Multi-Objective Approaches to Optimal Testing Resource Allocation in Modular Software Systems

Software testing is an important issue in software engineering. As software systems become increasingly large and complex, the problem of how to optimally allocate the limited testing resource during the testing phase has become more important, and difficult. Traditional Optimal Testing Resource Allocation Problems (OTRAPs) involve seeking an optimal allocation of a limited amount of testing resource to a number of activities with respect to some objectives (e.g., reliability, or cost). We suggest solving OTRAPs with Multi-Objective Evolutionary Algorithms (MOEAs). Specifically, we formulate OTRAPs as two types of multi-objective problems. First, we consider the reliability of the system and the testing cost as two objectives. Second, the total testing resource consumed is also taken into account as the third objective.

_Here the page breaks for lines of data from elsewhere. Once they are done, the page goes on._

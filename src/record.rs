//! Reference record model
//!
//! A 32-byte record identifier with a canonical hex form, and the raw remote
//! record shape cached by default. Binary payloads are hex-encoded when
//! serialized so they round-trip byte-for-byte through any text store.

use std::fmt;
use std::str::FromStr;

use serde::{Deserialize, Deserializer, Serialize, Serializer};

use crate::error::CacheError;

/// Length of a record identifier in bytes.
pub const RECORD_KEY_LEN: usize = 32;

// == Record Key ==
/// Identifier of a remote record. Equality follows the canonical string form.
#[derive(Clone, Copy, PartialEq, Eq, Hash, PartialOrd, Ord)]
pub struct RecordKey([u8; RECORD_KEY_LEN]);

impl RecordKey {
    pub const fn new(bytes: [u8; RECORD_KEY_LEN]) -> Self {
        Self(bytes)
    }

    pub fn as_bytes(&self) -> &[u8; RECORD_KEY_LEN] {
        &self.0
    }
}

impl fmt::Display for RecordKey {
    fn fmt(&self, f: &mut fmt::Formatter<'_>) -> fmt::Result {
        f.write_str(&hex::encode(self.0))
    }
}

impl fmt::Debug for RecordKey {
    fn fmt(&self, f: &mut fmt::Formatter<'_>) -> fmt::Result {
        write!(f, "RecordKey({})", self)
    }
}

impl FromStr for RecordKey {
    type Err = CacheError;

    fn from_str(s: &str) -> Result<Self, Self::Err> {
        let mut bytes = [0u8; RECORD_KEY_LEN];
        hex::decode_to_slice(s, &mut bytes).map_err(|e| {
            CacheError::InvalidRequest(format!("invalid record key '{}': {}", s, e))
        })?;
        Ok(Self(bytes))
    }
}

impl Serialize for RecordKey {
    fn serialize<S: Serializer>(&self, serializer: S) -> Result<S::Ok, S::Error> {
        serializer.collect_str(self)
    }
}

impl<'de> Deserialize<'de> for RecordKey {
    fn deserialize<D: Deserializer<'de>>(deserializer: D) -> Result<Self, D::Error> {
        let s = String::deserialize(deserializer)?;
        s.parse().map_err(serde::de::Error::custom)
    }
}

// == Remote Record ==
/// Raw record as returned by the upstream.
#[derive(Debug, Clone, PartialEq, Eq, Serialize, Deserialize)]
pub struct RemoteRecord {
    /// Identifier of the program/entity owning the record
    pub owner: RecordKey,
    /// Balance held by the record
    pub balance: u64,
    /// True if the payload is executable code
    pub executable: bool,
    /// Raw payload bytes
    #[serde(with = "hex_bytes")]
    pub data: Vec<u8>,
    /// Epoch at which the record next owes rent, if tracked
    #[serde(default, skip_serializing_if = "Option::is_none")]
    pub epoch: Option<u64>,
}

mod hex_bytes {
    use serde::{Deserialize, Deserializer, Serializer};

    pub fn serialize<S: Serializer>(bytes: &[u8], serializer: S) -> Result<S::Ok, S::Error> {
        serializer.serialize_str(&hex::encode(bytes))
    }

    pub fn deserialize<'de, D: Deserializer<'de>>(deserializer: D) -> Result<Vec<u8>, D::Error> {
        let s = String::deserialize(deserializer)?;
        hex::decode(s).map_err(serde::de::Error::custom)
    }
}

The advantages of MOEAs over state-of-the-art single objective approaches to OTRAPs will be shown through empirical studies. Our study has revealed that a well-known MOEA, namely Nondominated Sorting Genetic Algorithm II (NSGA-II), performs well on the first problem formulation, but fails on the second one. Hence, a Harmonic Distance Based Multi-Objective Evolutionary Algorithm (HaD-MOEA) is proposed and evaluated in this paper. Comprehensive experimental studies on both parallel-series, and star-structure modular software systems have shown the superiority of HaD-MOEA over NSGA-II for OTRAPs.